A collaboration with a former occupant of Downing Street came through the publication of the book Clarissa Eden: A Memoir – Churchill to Eden (2007), an account of the life and times of Winston Churchill’s niece, married to Prime Minister. Anthony Eden. Cate kept in regular contact with Clarissa and they kept a strong attachment to each other.
A Passion for Painting (2010) detailed the work of the Cumbrian expressionist landscape artist Sheila has fallen, and Cate became an avid collector of her work. It was followed by Craigie Aitchison: A Life in Color (2014), on Scottish artist.
Cate and I first met while working on Cold War. I had been assigned to write one of the episodes and she was my producer. It became a strong friendship.
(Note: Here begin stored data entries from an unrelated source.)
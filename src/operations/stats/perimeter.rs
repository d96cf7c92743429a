use std::collections::BTreeSet;

use tracing::trace;

use super::{EdgeSampling, StatsParams};
use crate::math::distance_2d::is_point_on_segment;
use crate::math::polygon_2d::{
    is_point_in_polygon, is_point_on_boundary, polygon_edges, polygon_perimeter,
};
use crate::math::{Point2, TOLERANCE};
use crate::plan::{Shunt, Wall};

/// Centerline of a visible wall together with its snapping reach.
struct WallSpan {
    index: usize,
    start: Point2,
    end: Point2,
    reach: f64,
}

impl WallSpan {
    fn contains(&self, point: &Point2) -> bool {
        is_point_on_segment(point, &self.start, &self.end, self.reach)
    }

    /// `true` when the wall lies on the supporting line of `a → b` and
    /// overlaps the edge by more than its reach. Walls that only touch the
    /// edge at a corner do not run along it.
    fn runs_along(&self, a: &Point2, b: &Point2) -> bool {
        let d = b - a;
        let len_sq = d.norm_squared();
        if len_sq < TOLERANCE * TOLERANCE {
            return false;
        }
        let len = len_sq.sqrt();
        let off_line = |p: &Point2| (d.x * (p.y - a.y) - d.y * (p.x - a.x)).abs() / len;
        if off_line(&self.start) > self.reach || off_line(&self.end) > self.reach {
            return false;
        }
        let t0 = (self.start - a).dot(&d) / len_sq;
        let t1 = (self.end - a).dot(&d) / len_sq;
        let overlap = t0.max(t1).min(1.0) - t0.min(t1).max(0.0);
        overlap * len > self.reach
    }
}

/// A room perimeter split by what backs it, in centimeters.
#[derive(Debug, Clone, Default, PartialEq)]
pub struct PerimeterBreakdown {
    /// Plain polygon perimeter.
    pub raw_perimeter: f64,
    /// Length of the edges that lie along a visible wall.
    pub wall_perimeter: f64,
    /// Exposed sides of shunts standing inside the room.
    pub column_perimeter: f64,
    /// Number of non-degenerate edges.
    pub edge_count: usize,
    /// Number of edges backed by a wall.
    pub matched_edges: usize,
    /// Indices into the wall slice of every visible wall running along at
    /// least one edge, in ascending order. An edge drawn across several
    /// collinear walls borders all of them.
    pub bordering_walls: Vec<usize>,
    /// `false` when the plan has no visible wall at all.
    pub has_walls: bool,
}

impl PerimeterBreakdown {
    /// Perimeter used for finishing materials.
    ///
    /// Without any visible wall in the plan the raw polygon perimeter stands
    /// in for the wall perimeter.
    #[must_use]
    pub fn total(&self) -> f64 {
        let base = if self.has_walls {
            self.wall_perimeter
        } else {
            self.raw_perimeter
        };
        base + self.column_perimeter
    }
}

/// Classifies the perimeter of a room polygon into wall and column parts.
///
/// Each polygon edge is sampled (see [`EdgeSampling`]) against every visible
/// wall; matched edges add their length to the wall perimeter, unmatched
/// edges (split lines with no real wall behind them) add nothing. Shunts
/// whose center lies inside the polygon add the length of the sides that
/// face into the room.
#[derive(Debug)]
pub struct PerimeterReducer<'a> {
    polygon: &'a [Point2],
    params: StatsParams,
}

impl<'a> PerimeterReducer<'a> {
    /// Creates a reducer for a room polygon in centimeters.
    #[must_use]
    pub fn new(polygon: &'a [Point2]) -> Self {
        Self {
            polygon,
            params: StatsParams::default(),
        }
    }

    /// Sets custom parameters.
    #[must_use]
    pub fn with_params(mut self, params: StatsParams) -> Self {
        self.params = params;
        self
    }

    /// Executes the reduction against the plan's walls and shunts.
    #[must_use]
    pub fn execute(&self, walls: &[Wall], shunts: &[Shunt]) -> PerimeterBreakdown {
        let spans: Vec<WallSpan> = walls
            .iter()
            .enumerate()
            .filter(|(_, w)| w.is_visible())
            .map(|(index, w)| {
                let (start, end) = w.segment();
                WallSpan {
                    index,
                    start,
                    end,
                    reach: self.params.tolerance + w.half_thickness(),
                }
            })
            .collect();

        let mut breakdown = PerimeterBreakdown {
            raw_perimeter: polygon_perimeter(self.polygon),
            has_walls: !spans.is_empty(),
            ..PerimeterBreakdown::default()
        };
        if self.polygon.len() < 3 {
            return breakdown;
        }

        let mut bordering = BTreeSet::new();
        for (a, b) in polygon_edges(self.polygon) {
            let length = nalgebra::distance(a, b);
            if length < TOLERANCE {
                continue;
            }
            breakdown.edge_count += 1;
            if self.is_backed(a, b, &spans) {
                breakdown.wall_perimeter += length;
                breakdown.matched_edges += 1;
            }
            bordering.extend(
                spans
                    .iter()
                    .filter(|s| s.runs_along(a, b))
                    .map(|s| s.index),
            );
        }
        breakdown.bordering_walls = bordering.into_iter().collect();

        breakdown.column_perimeter = shunts
            .iter()
            .map(|shunt| self.exposed_perimeter(shunt, &spans))
            .sum();

        breakdown
    }

    /// Returns `true` if the edge `a → b` lies along a wall.
    fn is_backed(&self, a: &Point2, b: &Point2, spans: &[WallSpan]) -> bool {
        let on_any = |p: &Point2| spans.iter().any(|s| s.contains(p));
        match self.params.sampling {
            EdgeSampling::Midpoint => on_any(&nalgebra::center(a, b)),
            EdgeSampling::MidpointAndEndpoints => {
                on_any(&nalgebra::center(a, b)) && on_any(a) && on_any(b)
            }
        }
    }

    /// Length of the shunt sides facing into the room.
    fn exposed_perimeter(&self, shunt: &Shunt, spans: &[WallSpan]) -> f64 {
        let polygon = self.polygon;
        let tolerance = self.params.tolerance;

        if !is_point_in_polygon(&shunt.center(), polygon) {
            return 0.0;
        }
        let anchored = shunt.corners().iter().any(|c| {
            is_point_in_polygon(c, polygon) || is_point_on_boundary(c, polygon, tolerance)
        });
        if !anchored {
            // The shunt encloses the room instead of standing inside it.
            trace!(shunt = %shunt.id, "shunt center inside room but no corner is");
            return 0.0;
        }

        let exposed: f64 = shunt
            .sides()
            .iter()
            .filter(|(a, b)| {
                let mid = nalgebra::center(a, b);
                is_point_in_polygon(&mid, polygon)
                    && !is_point_on_boundary(&mid, polygon, tolerance)
                    && !spans.iter().any(|s| s.contains(&mid))
            })
            .map(|(a, b)| nalgebra::distance(a, b))
            .sum();
        trace!(shunt = %shunt.id, exposed, "shunt inside room");
        exposed
    }
}

#[cfg(test)]
mod tests {
    use super::*;
    use crate::plan::Point;
    use approx::assert_abs_diff_eq;

    /// 400 x 300 cm room with its minimum corner at the origin.
    fn room() -> Vec<Point2> {
        vec![
            Point2::new(0.0, 0.0),
            Point2::new(400.0, 0.0),
            Point2::new(400.0, 300.0),
            Point2::new(0.0, 300.0),
        ]
    }

    fn wall(id: &str, x0: f64, y0: f64, x1: f64, y1: f64) -> Wall {
        Wall::new(id, Point::new(x0, y0), Point::new(x1, y1))
    }

    fn enclosing_walls() -> Vec<Wall> {
        vec![
            wall("south", 0.0, 0.0, 400.0, 0.0),
            wall("east", 400.0, 0.0, 400.0, 300.0),
            wall("north", 400.0, 300.0, 0.0, 300.0),
            wall("west", 0.0, 300.0, 0.0, 0.0),
        ]
    }

    #[test]
    fn fully_backed_room() {
        let polygon = room();
        let walls = enclosing_walls();
        let b = PerimeterReducer::new(&polygon).execute(&walls, &[]);
        assert_abs_diff_eq!(b.wall_perimeter, 1400.0, epsilon = 1e-9);
        assert_abs_diff_eq!(b.wall_perimeter, b.raw_perimeter, epsilon = 1e-9);
        assert_abs_diff_eq!(b.column_perimeter, 0.0);
        assert_eq!(b.matched_edges, 4);
        assert_eq!(b.bordering_walls, vec![0, 1, 2, 3]);
    }

    #[test]
    fn wall_drift_within_tolerance_still_matches() {
        let polygon = room();
        let walls = vec![
            wall("south", -5.0, 0.9, 405.0, 0.9),
            wall("east", 400.6, 0.0, 400.6, 300.0),
            wall("north", 400.0, 299.2, 0.0, 299.2),
            wall("west", -1.0, 300.0, -1.0, 0.0),
        ];
        let b = PerimeterReducer::new(&polygon).execute(&walls, &[]);
        assert_eq!(b.matched_edges, 4);
    }

    #[test]
    fn invisible_split_line_is_not_wall_perimeter() {
        let polygon = room();
        let mut walls = enclosing_walls();
        walls[0] = walls[0].clone().invisible();
        let b = PerimeterReducer::new(&polygon).execute(&walls, &[]);
        assert_abs_diff_eq!(b.wall_perimeter, 1000.0, epsilon = 1e-9);
        assert_eq!(b.bordering_walls, vec![1, 2, 3]);
        assert_abs_diff_eq!(b.total(), 1000.0, epsilon = 1e-9);
    }

    #[test]
    fn unmatched_room_reports_zero_wall_perimeter() {
        let polygon = room();
        let walls = vec![wall("far", 1000.0, 1000.0, 1500.0, 1000.0)];
        let b = PerimeterReducer::new(&polygon).execute(&walls, &[]);
        assert!(b.has_walls);
        assert_eq!(b.matched_edges, 0);
        assert_abs_diff_eq!(b.wall_perimeter, 0.0);
        assert_abs_diff_eq!(b.total(), 0.0);
    }

    #[test]
    fn no_walls_falls_back_to_raw_perimeter() {
        let polygon = room();
        let b = PerimeterReducer::new(&polygon).execute(&[], &[]);
        assert!(!b.has_walls);
        assert_abs_diff_eq!(b.wall_perimeter, 0.0);
        assert_abs_diff_eq!(b.total(), 1400.0, epsilon = 1e-9);
    }

    #[test]
    fn freestanding_column_adds_full_perimeter() {
        let polygon = room();
        let shunts = [Shunt::new("c1", 185.0, 135.0, 30.0, 30.0)];
        let b = PerimeterReducer::new(&polygon).execute(&enclosing_walls(), &shunts);
        assert_abs_diff_eq!(b.column_perimeter, 120.0, epsilon = 1e-9);
        assert_abs_diff_eq!(b.total(), 1520.0, epsilon = 1e-9);
    }

    #[test]
    fn wall_adjacent_shunt_adds_exposed_sides_only() {
        let polygon = room();
        // Flush against the west edge: the west side is hidden.
        let shunts = [Shunt::new("duct", 0.0, 100.0, 30.0, 40.0)];
        let b = PerimeterReducer::new(&polygon).execute(&enclosing_walls(), &shunts);
        assert_abs_diff_eq!(b.column_perimeter, 100.0, epsilon = 1e-9);
    }

    #[test]
    fn shunt_against_thick_wall_face() {
        let polygon = room();
        let mut walls = enclosing_walls();
        walls[3] = walls[3].clone().with_thickness(20.0);
        // Touches the inner face of the 20 cm west wall at x = 10.
        let shunts = [Shunt::new("c1", 10.0, 100.0, 30.0, 30.0)];
        let b = PerimeterReducer::new(&polygon).execute(&walls, &shunts);
        assert_abs_diff_eq!(b.column_perimeter, 90.0, epsilon = 1e-9);
    }

    #[test]
    fn shunt_outside_room_is_ignored() {
        let polygon = room();
        let shunts = [Shunt::new("c1", 500.0, 100.0, 30.0, 30.0)];
        let b = PerimeterReducer::new(&polygon).execute(&enclosing_walls(), &shunts);
        assert_abs_diff_eq!(b.column_perimeter, 0.0);
    }

    #[test]
    fn shunt_enclosing_room_is_ignored() {
        let polygon = room();
        let shunts = [Shunt::new("slab", -100.0, -100.0, 600.0, 500.0)];
        let b = PerimeterReducer::new(&polygon).execute(&enclosing_walls(), &shunts);
        assert_abs_diff_eq!(b.column_perimeter, 0.0);
    }

    #[test]
    fn strict_sampling_requires_endpoints_on_walls() {
        let polygon = room();
        // Covers the midpoint of the south edge but stops 100 cm short.
        let walls = vec![wall("partial", 0.0, 0.0, 300.0, 0.0)];

        let loose = PerimeterReducer::new(&polygon).execute(&walls, &[]);
        assert_abs_diff_eq!(loose.wall_perimeter, 400.0, epsilon = 1e-9);

        let params = StatsParams::default().with_sampling(EdgeSampling::MidpointAndEndpoints);
        let strict = PerimeterReducer::new(&polygon)
            .with_params(params)
            .execute(&walls, &[]);
        assert_abs_diff_eq!(strict.wall_perimeter, 0.0);
    }

    #[test]
    fn edge_split_across_collinear_walls_borders_all_of_them() {
        let polygon = vec![
            Point2::new(0.0, 0.0),
            Point2::new(900.0, 0.0),
            Point2::new(900.0, 300.0),
            Point2::new(0.0, 300.0),
        ];
        let walls = vec![
            wall("s1", 0.0, 0.0, 300.0, 0.0),
            wall("s2", 300.0, 0.0, 600.0, 0.0),
            wall("s3", 600.0, 0.0, 900.0, 0.0),
            wall("e", 900.0, 0.0, 900.0, 300.0),
            // Runs past both ends of the north edge.
            wall("n", 1000.0, 300.0, -100.0, 300.0),
            wall("w", 0.0, 300.0, 0.0, 0.0),
            // Collinear with the north edge but only touches its corner.
            wall("next", 900.0, 300.0, 1200.0, 300.0),
        ];
        let b = PerimeterReducer::new(&polygon).execute(&walls, &[]);
        assert_eq!(b.matched_edges, 4);
        assert_abs_diff_eq!(b.wall_perimeter, 2400.0, epsilon = 1e-9);
        assert_eq!(b.bordering_walls, vec![0, 1, 2, 3, 4, 5]);
    }

    #[test]
    fn perpendicular_wall_at_corner_does_not_border() {
        let polygon = room();
        let mut walls = enclosing_walls();
        // Continues the east wall southwards, away from the room.
        walls.push(wall("spur", 400.0, 0.0, 400.0, -250.0));
        let b = PerimeterReducer::new(&polygon).execute(&walls, &[]);
        assert_eq!(b.bordering_walls, vec![0, 1, 2, 3]);
    }

    #[test]
    fn duplicate_vertices_are_skipped() {
        let mut polygon = room();
        polygon.insert(1, Point2::new(0.0, 0.0));
        let b = PerimeterReducer::new(&polygon).execute(&enclosing_walls(), &[]);
        assert_eq!(b.edge_count, 4);
        assert_abs_diff_eq!(b.wall_perimeter, 1400.0, epsilon = 1e-9);
    }
}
In 2018, on the 20th anniversary of the Cold War, Cate hosted a team reunion at his cabin in Turville, Chilterns. The convivial gathering, for which she cooked perfectly, reflected how popular and admired she was – generous, loyal and free-spirited, a star among women journalists and writers.
The paintings on the walls testified to his interest in contemporary British art. A favorite was the artist Julian Cooper, whose work was reminiscent of Cate’s great love for Cumbria, where she and Melvyn had owned a home.
She is survived by her children, Tom and Alice, her stepdaughter, Marie-Elsa, and her sisters Frances and Helen.